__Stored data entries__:
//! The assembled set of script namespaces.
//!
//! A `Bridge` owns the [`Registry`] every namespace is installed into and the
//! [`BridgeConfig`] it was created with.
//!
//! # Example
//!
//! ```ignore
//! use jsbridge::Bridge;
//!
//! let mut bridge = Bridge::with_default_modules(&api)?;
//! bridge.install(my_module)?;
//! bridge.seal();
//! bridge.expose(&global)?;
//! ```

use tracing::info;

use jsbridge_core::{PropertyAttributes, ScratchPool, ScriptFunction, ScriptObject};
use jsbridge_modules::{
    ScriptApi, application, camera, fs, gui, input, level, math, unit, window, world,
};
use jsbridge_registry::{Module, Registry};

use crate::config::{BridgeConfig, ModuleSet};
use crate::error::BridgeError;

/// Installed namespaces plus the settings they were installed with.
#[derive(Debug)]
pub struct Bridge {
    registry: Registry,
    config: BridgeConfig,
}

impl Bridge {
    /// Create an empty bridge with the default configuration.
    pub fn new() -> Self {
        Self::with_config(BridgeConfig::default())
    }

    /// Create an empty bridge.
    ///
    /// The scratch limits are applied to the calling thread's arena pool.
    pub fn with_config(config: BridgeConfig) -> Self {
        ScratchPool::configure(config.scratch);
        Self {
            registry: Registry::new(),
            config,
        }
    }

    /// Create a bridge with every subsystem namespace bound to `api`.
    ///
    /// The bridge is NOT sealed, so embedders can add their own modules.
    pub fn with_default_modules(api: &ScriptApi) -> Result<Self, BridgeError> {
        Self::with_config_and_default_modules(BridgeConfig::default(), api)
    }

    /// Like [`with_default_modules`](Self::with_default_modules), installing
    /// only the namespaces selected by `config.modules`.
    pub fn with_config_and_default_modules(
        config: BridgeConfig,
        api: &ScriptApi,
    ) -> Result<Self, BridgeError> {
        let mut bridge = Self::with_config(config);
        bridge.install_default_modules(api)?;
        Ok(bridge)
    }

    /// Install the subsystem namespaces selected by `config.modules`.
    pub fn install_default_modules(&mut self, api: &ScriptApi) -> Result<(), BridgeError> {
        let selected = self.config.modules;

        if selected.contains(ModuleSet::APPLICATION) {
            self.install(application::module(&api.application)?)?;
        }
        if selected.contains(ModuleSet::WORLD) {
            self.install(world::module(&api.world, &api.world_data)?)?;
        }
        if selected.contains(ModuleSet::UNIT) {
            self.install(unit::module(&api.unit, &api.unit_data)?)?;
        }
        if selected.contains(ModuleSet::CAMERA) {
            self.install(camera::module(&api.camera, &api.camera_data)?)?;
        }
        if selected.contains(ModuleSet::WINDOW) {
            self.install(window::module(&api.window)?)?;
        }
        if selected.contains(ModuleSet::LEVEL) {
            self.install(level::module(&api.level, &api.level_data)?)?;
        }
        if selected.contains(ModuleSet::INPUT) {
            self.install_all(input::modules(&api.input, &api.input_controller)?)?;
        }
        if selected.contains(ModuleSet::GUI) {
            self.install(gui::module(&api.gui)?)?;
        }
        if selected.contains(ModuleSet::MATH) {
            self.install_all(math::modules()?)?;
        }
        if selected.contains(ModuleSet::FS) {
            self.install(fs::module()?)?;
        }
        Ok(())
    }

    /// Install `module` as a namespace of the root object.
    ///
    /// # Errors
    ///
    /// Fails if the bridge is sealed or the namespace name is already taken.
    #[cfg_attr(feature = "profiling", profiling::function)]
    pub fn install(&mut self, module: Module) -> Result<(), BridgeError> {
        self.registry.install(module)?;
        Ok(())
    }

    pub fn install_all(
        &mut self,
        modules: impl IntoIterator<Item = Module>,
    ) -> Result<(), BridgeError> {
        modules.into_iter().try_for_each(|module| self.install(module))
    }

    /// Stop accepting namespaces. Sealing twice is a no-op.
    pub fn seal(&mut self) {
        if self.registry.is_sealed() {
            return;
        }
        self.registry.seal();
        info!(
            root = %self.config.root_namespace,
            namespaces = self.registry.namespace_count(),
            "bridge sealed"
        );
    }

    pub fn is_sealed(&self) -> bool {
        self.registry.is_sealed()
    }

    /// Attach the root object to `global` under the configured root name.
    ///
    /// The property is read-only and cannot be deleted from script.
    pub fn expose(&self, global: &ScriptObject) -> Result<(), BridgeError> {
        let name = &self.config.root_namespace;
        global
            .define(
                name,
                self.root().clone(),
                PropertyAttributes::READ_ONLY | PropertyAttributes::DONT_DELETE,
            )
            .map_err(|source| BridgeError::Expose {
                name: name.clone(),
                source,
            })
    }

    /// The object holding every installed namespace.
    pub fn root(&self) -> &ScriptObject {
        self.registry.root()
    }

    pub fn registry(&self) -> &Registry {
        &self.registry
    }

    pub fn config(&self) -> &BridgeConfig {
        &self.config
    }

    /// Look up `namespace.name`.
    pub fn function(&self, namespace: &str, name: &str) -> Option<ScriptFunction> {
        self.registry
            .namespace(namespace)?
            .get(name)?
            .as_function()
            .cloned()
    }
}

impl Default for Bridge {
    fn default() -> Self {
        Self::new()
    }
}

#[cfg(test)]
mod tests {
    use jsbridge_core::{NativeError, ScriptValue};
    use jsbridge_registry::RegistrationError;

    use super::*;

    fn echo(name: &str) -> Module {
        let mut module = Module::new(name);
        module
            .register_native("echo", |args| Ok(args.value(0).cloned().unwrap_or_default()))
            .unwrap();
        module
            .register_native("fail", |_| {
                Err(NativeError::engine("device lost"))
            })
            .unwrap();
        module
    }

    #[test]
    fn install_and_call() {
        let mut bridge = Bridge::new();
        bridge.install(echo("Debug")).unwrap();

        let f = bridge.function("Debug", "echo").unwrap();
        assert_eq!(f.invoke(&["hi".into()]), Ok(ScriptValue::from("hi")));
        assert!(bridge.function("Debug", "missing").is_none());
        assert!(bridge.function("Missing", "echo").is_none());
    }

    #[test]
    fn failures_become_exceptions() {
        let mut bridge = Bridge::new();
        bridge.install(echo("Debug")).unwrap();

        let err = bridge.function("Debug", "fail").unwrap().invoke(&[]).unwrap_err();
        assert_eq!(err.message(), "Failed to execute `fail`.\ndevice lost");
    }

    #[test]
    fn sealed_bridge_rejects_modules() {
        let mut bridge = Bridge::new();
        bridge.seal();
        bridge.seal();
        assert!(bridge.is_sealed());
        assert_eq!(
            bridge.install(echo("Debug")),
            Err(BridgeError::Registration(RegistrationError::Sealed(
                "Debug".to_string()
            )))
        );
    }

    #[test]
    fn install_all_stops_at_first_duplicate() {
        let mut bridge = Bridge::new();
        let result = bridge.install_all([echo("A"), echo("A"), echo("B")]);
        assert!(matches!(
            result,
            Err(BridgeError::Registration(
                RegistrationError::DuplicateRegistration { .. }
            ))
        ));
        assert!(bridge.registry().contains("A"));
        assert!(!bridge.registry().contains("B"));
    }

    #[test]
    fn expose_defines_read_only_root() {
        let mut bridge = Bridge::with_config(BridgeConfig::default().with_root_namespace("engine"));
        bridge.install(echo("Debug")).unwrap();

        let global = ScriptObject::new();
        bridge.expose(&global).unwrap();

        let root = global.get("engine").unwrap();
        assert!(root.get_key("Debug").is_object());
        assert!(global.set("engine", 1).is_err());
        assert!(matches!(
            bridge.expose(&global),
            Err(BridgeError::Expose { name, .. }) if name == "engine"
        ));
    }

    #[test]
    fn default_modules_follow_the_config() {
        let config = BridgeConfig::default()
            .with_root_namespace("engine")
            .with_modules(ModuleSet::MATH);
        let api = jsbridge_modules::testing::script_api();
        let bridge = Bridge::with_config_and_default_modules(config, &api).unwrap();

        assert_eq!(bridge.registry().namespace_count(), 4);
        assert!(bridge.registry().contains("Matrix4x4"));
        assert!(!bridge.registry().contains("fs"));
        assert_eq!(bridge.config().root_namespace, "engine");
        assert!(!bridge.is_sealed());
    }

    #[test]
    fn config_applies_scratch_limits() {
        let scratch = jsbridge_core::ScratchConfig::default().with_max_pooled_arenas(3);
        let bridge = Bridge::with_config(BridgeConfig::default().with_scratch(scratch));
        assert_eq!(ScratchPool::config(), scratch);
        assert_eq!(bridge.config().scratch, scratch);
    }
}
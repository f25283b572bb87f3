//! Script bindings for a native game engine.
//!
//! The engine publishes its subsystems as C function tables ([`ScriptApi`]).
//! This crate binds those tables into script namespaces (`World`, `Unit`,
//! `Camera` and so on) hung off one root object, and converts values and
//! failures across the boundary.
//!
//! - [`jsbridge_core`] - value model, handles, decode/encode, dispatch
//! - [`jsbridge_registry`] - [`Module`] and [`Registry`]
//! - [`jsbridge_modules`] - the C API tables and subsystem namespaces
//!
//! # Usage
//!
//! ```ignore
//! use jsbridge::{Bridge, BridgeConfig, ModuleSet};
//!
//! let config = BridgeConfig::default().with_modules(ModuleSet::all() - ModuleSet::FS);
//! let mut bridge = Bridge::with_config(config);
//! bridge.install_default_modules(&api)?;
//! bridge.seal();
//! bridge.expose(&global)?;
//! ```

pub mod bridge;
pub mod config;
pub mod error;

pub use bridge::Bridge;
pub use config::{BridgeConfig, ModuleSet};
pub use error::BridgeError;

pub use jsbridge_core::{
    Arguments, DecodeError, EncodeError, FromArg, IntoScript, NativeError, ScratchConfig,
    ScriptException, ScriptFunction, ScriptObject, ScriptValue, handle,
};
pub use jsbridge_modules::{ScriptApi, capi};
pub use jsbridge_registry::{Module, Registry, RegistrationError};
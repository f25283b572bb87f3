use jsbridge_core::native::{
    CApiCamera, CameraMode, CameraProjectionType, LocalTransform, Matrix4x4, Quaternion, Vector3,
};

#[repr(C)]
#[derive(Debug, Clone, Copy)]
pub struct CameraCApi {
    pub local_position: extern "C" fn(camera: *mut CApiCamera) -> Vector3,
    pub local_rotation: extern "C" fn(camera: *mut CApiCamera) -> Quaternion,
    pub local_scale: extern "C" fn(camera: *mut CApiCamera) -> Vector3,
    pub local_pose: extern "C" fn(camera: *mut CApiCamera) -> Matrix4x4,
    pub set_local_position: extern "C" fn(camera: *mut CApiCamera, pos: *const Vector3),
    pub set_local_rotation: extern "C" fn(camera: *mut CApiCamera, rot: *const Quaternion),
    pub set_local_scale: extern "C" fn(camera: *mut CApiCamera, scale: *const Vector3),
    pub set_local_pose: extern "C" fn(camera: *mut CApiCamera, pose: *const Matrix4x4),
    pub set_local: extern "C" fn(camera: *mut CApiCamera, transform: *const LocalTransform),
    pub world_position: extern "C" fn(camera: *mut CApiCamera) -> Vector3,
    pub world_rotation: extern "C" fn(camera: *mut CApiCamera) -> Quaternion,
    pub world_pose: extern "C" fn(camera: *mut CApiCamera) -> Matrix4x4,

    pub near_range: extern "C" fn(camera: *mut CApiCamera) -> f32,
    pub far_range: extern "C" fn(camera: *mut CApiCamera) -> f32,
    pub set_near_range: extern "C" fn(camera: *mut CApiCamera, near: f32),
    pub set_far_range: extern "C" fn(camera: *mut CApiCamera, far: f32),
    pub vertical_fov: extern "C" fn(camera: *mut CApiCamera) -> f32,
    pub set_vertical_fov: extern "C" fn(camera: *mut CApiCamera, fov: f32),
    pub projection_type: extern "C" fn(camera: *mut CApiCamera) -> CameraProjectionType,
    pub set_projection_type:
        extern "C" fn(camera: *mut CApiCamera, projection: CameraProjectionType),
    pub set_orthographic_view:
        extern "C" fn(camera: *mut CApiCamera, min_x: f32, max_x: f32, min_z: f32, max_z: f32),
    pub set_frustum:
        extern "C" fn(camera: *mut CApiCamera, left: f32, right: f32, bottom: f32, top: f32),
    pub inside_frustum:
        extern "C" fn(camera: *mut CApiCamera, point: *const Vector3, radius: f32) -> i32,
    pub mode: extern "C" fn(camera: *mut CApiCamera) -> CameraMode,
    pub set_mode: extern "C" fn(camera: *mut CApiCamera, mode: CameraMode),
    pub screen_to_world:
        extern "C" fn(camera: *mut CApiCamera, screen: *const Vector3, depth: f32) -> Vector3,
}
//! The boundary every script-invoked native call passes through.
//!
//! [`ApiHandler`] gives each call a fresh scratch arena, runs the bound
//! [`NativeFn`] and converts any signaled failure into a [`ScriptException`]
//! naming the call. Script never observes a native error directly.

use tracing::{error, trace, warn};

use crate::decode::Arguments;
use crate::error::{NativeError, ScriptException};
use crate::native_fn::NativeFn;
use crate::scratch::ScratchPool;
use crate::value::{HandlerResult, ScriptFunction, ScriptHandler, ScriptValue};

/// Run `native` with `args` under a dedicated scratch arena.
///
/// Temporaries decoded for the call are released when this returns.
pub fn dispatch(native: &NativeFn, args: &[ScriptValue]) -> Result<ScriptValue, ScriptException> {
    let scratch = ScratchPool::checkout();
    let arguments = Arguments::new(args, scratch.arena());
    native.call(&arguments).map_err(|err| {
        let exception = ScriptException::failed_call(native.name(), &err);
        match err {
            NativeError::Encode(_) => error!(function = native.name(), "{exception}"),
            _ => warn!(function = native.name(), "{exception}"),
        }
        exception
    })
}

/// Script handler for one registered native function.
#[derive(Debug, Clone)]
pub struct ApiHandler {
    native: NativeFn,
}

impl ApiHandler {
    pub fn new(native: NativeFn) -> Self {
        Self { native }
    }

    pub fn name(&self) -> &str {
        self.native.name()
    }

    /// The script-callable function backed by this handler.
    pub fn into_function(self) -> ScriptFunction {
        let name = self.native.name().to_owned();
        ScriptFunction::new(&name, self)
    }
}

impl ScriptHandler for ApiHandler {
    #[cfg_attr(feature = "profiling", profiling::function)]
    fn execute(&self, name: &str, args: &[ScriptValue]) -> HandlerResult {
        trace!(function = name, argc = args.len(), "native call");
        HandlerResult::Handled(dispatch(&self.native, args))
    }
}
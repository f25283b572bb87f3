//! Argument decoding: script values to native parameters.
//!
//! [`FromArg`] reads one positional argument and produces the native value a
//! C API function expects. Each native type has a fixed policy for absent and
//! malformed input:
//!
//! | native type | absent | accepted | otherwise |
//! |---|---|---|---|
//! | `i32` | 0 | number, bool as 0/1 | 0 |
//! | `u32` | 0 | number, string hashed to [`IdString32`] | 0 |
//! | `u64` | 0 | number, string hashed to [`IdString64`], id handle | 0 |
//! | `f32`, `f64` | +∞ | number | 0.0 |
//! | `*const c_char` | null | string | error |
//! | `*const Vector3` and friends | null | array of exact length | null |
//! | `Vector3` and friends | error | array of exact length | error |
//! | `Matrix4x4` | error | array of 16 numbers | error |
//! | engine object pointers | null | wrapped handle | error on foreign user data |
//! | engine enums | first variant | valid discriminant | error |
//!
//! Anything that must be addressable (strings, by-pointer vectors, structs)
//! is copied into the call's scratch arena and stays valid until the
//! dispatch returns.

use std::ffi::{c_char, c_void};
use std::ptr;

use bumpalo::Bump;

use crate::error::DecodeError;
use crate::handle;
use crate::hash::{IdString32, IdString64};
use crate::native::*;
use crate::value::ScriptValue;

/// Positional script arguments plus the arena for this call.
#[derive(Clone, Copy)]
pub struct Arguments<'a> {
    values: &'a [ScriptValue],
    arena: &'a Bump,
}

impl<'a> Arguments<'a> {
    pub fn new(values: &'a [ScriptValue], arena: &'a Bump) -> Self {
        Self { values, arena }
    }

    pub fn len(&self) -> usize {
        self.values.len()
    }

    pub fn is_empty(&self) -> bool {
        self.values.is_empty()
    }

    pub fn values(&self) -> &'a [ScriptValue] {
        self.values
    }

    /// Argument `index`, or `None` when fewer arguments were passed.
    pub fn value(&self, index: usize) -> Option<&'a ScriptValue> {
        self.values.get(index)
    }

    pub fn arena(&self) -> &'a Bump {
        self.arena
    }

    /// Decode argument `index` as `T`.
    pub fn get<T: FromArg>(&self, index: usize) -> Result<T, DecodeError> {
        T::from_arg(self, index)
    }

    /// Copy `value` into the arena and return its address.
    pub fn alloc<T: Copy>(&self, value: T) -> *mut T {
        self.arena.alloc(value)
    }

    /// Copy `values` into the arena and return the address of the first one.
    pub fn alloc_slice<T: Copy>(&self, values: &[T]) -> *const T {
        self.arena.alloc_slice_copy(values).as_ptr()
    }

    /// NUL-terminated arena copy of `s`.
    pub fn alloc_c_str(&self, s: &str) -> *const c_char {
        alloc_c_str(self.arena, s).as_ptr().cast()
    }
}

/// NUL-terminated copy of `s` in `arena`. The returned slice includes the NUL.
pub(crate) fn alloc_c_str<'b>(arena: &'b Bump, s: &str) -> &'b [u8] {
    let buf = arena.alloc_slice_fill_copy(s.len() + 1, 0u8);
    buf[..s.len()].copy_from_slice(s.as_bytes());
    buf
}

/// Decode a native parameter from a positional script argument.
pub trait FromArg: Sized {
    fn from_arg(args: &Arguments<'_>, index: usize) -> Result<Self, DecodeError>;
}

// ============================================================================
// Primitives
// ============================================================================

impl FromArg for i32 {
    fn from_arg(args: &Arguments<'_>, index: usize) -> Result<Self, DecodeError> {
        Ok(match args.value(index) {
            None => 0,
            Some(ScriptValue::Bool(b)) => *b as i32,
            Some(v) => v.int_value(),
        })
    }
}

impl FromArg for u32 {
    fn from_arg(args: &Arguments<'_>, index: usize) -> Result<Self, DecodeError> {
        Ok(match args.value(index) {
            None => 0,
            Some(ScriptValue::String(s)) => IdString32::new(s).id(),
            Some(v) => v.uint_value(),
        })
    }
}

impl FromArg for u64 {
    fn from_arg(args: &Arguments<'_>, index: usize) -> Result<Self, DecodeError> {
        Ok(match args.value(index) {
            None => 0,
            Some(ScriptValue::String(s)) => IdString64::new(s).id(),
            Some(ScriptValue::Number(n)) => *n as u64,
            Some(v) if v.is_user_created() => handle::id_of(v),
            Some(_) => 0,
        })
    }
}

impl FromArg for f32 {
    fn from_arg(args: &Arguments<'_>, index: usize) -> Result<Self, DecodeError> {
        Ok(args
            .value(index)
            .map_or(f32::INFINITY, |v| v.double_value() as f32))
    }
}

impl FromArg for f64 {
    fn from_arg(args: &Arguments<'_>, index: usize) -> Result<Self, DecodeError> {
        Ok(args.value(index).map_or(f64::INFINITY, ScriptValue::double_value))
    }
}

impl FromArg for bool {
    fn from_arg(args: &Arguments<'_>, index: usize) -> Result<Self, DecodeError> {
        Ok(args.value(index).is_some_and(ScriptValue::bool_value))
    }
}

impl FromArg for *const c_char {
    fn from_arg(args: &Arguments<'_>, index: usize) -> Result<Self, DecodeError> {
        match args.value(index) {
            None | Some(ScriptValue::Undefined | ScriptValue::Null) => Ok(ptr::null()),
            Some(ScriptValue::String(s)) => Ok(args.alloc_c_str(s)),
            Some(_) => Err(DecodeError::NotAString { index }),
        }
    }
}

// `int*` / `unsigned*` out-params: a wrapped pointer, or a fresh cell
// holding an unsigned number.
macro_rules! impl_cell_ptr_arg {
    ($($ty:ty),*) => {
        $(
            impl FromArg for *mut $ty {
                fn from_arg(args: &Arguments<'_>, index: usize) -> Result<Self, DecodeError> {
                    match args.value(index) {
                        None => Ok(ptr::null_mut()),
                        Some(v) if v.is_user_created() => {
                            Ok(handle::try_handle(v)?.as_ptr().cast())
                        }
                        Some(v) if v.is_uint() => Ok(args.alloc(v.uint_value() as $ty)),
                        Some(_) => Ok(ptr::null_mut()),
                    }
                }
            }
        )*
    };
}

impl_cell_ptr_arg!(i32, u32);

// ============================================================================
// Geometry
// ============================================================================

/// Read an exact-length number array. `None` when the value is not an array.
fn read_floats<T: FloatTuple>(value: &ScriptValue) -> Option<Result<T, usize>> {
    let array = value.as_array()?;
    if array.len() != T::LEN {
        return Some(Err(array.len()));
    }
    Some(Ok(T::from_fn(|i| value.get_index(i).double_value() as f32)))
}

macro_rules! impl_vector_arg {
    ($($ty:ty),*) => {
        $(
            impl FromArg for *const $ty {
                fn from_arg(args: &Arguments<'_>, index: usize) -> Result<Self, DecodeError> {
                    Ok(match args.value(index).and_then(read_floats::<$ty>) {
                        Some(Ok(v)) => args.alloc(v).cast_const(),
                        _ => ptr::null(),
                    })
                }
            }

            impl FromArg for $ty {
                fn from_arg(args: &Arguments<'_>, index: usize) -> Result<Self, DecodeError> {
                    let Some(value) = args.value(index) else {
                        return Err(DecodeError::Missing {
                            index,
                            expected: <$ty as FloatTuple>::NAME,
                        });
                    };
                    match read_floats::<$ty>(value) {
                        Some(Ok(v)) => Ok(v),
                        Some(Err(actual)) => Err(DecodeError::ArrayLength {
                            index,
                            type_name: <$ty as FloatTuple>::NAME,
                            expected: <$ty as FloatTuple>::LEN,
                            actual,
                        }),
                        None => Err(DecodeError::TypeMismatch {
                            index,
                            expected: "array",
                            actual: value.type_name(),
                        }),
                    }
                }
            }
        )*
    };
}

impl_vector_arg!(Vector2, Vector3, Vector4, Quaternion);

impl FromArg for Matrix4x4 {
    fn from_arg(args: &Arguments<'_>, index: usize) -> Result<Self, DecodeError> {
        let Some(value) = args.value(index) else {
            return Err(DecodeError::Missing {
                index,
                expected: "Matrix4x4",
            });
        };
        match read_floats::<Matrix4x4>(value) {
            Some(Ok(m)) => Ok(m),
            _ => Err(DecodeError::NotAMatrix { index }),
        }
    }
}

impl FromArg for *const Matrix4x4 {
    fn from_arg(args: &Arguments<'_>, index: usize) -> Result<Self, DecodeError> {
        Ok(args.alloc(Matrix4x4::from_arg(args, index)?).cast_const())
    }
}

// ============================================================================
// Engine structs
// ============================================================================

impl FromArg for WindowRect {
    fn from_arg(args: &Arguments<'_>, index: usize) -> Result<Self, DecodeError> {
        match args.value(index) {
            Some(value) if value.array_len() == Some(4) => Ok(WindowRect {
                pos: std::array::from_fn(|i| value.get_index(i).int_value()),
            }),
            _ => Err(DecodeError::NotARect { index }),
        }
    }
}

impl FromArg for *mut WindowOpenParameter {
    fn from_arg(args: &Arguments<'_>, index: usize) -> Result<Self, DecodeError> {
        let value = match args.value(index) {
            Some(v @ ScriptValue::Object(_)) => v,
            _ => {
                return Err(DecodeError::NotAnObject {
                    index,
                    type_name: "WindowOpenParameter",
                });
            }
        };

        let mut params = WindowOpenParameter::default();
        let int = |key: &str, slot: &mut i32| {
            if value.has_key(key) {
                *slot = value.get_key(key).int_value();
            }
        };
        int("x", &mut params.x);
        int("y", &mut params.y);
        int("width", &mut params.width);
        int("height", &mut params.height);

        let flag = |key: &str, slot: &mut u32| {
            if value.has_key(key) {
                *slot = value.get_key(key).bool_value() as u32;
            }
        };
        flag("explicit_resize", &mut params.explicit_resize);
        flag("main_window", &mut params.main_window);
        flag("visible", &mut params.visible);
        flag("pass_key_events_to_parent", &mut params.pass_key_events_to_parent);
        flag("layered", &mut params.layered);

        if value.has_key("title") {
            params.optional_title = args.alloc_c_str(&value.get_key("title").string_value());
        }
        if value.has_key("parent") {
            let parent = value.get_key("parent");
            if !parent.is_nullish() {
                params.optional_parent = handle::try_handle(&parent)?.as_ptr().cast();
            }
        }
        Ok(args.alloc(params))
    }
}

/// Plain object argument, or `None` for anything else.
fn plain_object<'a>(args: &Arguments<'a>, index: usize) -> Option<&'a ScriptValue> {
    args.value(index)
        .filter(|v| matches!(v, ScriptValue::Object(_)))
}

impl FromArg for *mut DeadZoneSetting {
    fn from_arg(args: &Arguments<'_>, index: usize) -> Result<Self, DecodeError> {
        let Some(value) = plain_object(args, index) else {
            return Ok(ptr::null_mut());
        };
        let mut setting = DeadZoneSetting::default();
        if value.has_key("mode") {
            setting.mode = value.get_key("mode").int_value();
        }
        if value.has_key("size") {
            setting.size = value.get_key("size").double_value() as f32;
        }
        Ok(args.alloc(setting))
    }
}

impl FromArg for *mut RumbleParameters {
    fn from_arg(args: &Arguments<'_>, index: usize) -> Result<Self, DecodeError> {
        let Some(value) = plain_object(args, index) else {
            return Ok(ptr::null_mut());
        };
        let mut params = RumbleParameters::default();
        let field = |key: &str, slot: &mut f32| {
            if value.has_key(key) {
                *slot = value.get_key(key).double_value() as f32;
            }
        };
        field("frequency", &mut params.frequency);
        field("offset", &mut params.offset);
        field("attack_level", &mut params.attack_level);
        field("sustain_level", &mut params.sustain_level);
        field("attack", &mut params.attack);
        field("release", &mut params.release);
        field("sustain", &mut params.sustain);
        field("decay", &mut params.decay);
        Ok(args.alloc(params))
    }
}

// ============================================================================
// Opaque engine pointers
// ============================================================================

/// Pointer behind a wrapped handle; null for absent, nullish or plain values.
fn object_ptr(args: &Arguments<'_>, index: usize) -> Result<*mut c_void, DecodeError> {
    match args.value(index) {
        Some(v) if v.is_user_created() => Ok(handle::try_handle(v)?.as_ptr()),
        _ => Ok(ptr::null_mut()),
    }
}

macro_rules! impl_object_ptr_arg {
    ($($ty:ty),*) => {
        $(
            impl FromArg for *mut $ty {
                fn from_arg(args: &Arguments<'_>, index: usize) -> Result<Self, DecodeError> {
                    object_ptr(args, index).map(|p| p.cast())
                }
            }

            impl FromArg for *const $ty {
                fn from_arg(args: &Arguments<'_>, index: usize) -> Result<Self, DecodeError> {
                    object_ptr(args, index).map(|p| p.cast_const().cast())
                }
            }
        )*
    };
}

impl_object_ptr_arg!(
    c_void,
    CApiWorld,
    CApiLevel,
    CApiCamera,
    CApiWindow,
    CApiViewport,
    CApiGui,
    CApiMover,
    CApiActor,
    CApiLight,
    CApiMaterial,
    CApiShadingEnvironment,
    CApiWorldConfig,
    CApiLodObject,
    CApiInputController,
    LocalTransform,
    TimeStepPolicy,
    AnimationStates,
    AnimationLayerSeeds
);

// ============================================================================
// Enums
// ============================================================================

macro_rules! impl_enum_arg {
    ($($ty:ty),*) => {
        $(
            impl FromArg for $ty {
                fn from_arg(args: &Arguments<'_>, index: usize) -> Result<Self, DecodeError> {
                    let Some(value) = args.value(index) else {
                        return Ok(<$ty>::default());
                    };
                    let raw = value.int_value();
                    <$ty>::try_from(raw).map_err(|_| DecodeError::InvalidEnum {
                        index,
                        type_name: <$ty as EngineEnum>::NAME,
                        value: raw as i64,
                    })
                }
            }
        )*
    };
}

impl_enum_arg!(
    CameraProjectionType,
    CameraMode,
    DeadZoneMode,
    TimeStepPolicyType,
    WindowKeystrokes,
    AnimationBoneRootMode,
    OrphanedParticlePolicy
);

__Directions__: Set down, exactly as they appear, the lines above from the first one to the line that holds "the default configuration.", both included, please, and no others.

__Response for this exercise__:
//! The assembled set of script namespaces.
//!
//! A `Bridge` owns the [`Registry`] every namespace is installed into and the
//! [`BridgeConfig`] it was created with.
//!
//! # Example
//!
//! ```ignore
//! use jsbridge::Bridge;
//!
//! let mut bridge = Bridge::with_default_modules(&api)?;
//! bridge.install(my_module)?;
//! bridge.seal();
//! bridge.expose(&global)?;
//! ```

use tracing::info;

use jsbridge_core::{PropertyAttributes, ScratchPool, ScriptFunction, ScriptObject};
use jsbridge_modules::{
    ScriptApi, application, camera, fs, gui, input, level, math, unit, window, world,
};
use jsbridge_registry::{Module, Registry};

use crate::config::{BridgeConfig, ModuleSet};
use crate::error::BridgeError;

/// Installed namespaces plus the settings they were installed with.
#[derive(Debug)]
pub struct Bridge {
    registry: Registry,
    config: BridgeConfig,
}

impl Bridge {
    /// Create an empty bridge with the default configuration.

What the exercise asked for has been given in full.